The oral absorption of dutasteride from the gelatin microparticles was evaluated in Sprague-Dawley rats. Figure 7 shows the plasma concentration-time profile of dutasteride after oral administration of the gelatin microparticle-containing SMF (G3 and G13) and the physical mixture at a drug dose of 2 mg/kg. The pharmacokinetic parameters (AUC0→24h, Cmax, and time to reach Cmax) are presented in Table 3. As shown in Figure 7, the plasma concentration of dutasteride after administration of G3 and G13 particles was dramatically higher than that after administration of the physical mixture, with sustained increases up to 6 hours. However, the G3 and G13 particles exhibited a rapid drug absorption rate. In addition, the G13 particles caused a higher plasma concentration of dutasteride over 12 hours than the G3 particles. Expectedly, the pharmacokinetic parameters (AUC0→24h and Cmax) for the G13 particles were higher than that for the other formulations (P<0.05). In particular, the G13 particles exhibited a higher bioavailability than the physical mixture and the G3 particles, with approximately 4.5-fold and 1.3-fold increases in AUC0→24h. Therefore, the oral absorption of dutasteride was significantly increased by the gelatin microparticle-containing SMF combined with Soluplus.
Figure 7 Plasma concentration–time profiles of dutasteride in rats after oral administration of gelatin microparticle-containing self-microemulsifying formulations.

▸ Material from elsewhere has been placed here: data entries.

//! Provider trait — an external text-generation backend.

use async_trait::async_trait;

use crate::error::Result;
use crate::types::{Message, ProviderResponse};

/// Per-call generation parameters. `None` leaves the provider's own setting in place.
#[derive(Debug, Clone, Default)]
pub struct GenerateParams {
    pub max_tokens: Option<u32>,
    pub temperature: Option<f32>,
}

#[async_trait]
pub trait Provider: Send + Sync {
    /// Short identifier used in logs and response envelopes.
    fn name(&self) -> &str;

    /// Send a conversation and return the generated text.
    async fn chat(&self, messages: &[Message], params: &GenerateParams) -> Result<ProviderResponse>;

    /// Whether the provider has what it needs to be called (e.g. an API key).
    fn is_configured(&self) -> bool {
        true
    }
}
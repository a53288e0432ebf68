pub mod provider;

pub use provider::Provider;
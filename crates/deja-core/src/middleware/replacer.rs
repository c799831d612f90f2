//! Placeholder replacement stage

use super::Middleware;
use crate::history::{ChatHistory, Message};

/// A single substitution applied by [`Replacer`].
#[derive(Debug, Clone, PartialEq, Eq)]
pub struct Replacement {
    /// The substring to be replaced, e.g. `{{name}}`
    pub pattern: String,
    /// The string to replace it with
    pub value: String,
}

impl Replacement {
    /// Create a new replacement
    pub fn new(pattern: impl Into<String>, value: impl Into<String>) -> Self {
        Self {
            pattern: pattern.into(),
            value: value.into(),
        }
    }
}

/// Write-side stage that substitutes placeholder text in message content.
///
/// Useful for keying the cache on a canonical form of templated prompts:
/// `{{name}}` in the live conversation becomes the concrete value before the
/// window is built. Substitutions are applied in order and must not
/// reintroduce their own patterns, which keeps re-application over already
/// transformed history a no-op.
#[derive(Debug, Clone, Default)]
pub struct Replacer {
    replacements: Vec<Replacement>,
}

impl Replacer {
    /// Create a new replacer with an ordered list of substitutions
    pub fn new(replacements: Vec<Replacement>) -> Self {
        Self { replacements }
    }
}

impl Middleware for Replacer {
    fn pre_cache_save(&self, message: Message, _history: &ChatHistory) -> Option<Message> {
        let mut content = message.content.clone();
        for replacement in &self.replacements {
            content = content.replace(&replacement.pattern, &replacement.value);
        }
        Some(message.with_content(content))
    }
}

#[cfg(test)]
mod tests {
    use super::*;

    fn name_and_age() -> Replacer {
        Replacer::new(vec![
            Replacement::new("{{name}}", "Anmol"),
            Replacement::new("{{age}}", "23"),
        ])
    }

    #[test]
    fn substitutes_all_placeholders() {
        let history = ChatHistory::new();
        let out = name_and_age()
            .pre_cache_save(Message::user("I am {{name}}, {{age}} years old"), &history)
            .unwrap();
        assert_eq!(out.content, "I am Anmol, 23 years old");
    }

    #[test]
    fn reapplication_is_idempotent() {
        let history = ChatHistory::new();
        let replacer = name_and_age();
        let once = replacer
            .pre_cache_save(Message::user("hello {{name}}"), &history)
            .unwrap();
        let twice = replacer.pre_cache_save(once.clone(), &history).unwrap();
        assert_eq!(once, twice);
    }

    #[test]
    fn read_side_is_identity() {
        let history = ChatHistory::new();
        let message = Message::assistant("hello {{name}}");
        let out = name_and_age()
            .post_cache_retrieval(message.clone(), &history)
            .unwrap();
        assert_eq!(out, message);
    }
}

In general, when SMFs consisting of oil, surfactant, and/or cosurfactant (cosolvent) are placed in an in vitro dissolution medium or in gastrointestinal fluid in vivo, homogeneous oil-in-water microemulsions form spontaneously with mild agitation. However, a gradual decrease in the amount of drug dissolved occurs due to a reduction in the solubilizing capacity by dilution of the SMFs in the in vitro dissolution medium or gastrointestinal fluid.22 Therefore, precipitation of the dissolved drug in a supersaturated state as induced by SMFs is prevented. Hydrophilic additives can control the precipitation of poorly water-soluble active pharmaceutical ingredients from a supersaturated state. Inhibition of precipitation from a supersaturated state by a SMF may be due to inhibition of drug nucleation and crystal growth by blocking the active surface and providing steric stabilization, and to specific interactions between the drug and hydrophilic additives such as hydrophobic interactions or hydrogen bonding.23–25 In this study, gelatin acted as a solid carrier and recrystallization inhibitor for the SMF of dutasteride. The dissolution and oral bioavailability of dutasteride from the gelatin microparticle-containing SMF was further enhanced by addition of the surfactant Soluplus. This effect might have been due to the increased dissolution property via the prolonged supersaturated state of dutasteride as induced by the combination of gelatin and Soluplus.
The present study was carried out to develop an oral drug delivery system for dutasteride using a gelatin microparticle-containing SMF. Gelatin played a critical role in solidification of the liquid SMF as well as in inhibition of drug precipitation from the supersaturated state induced by the SMF. Based on the in vitro dissolution data and the in vivo pharmacokinetic parameters, the enhanced dissolution properties of dutasteride led to increased oral absorption by the combination of the gelatin microparticle-containing SMF and Soluplus. Taken together, the gelatin microparticle-containing SMF is an effective oral drug delivery system for the poorly water-soluble therapeutic dutasteride.
This work was supported by a grant from the National Research Foundation of Korea funded by the Korea government (2009-0083538).
The authors report no conflicts of interest in this work.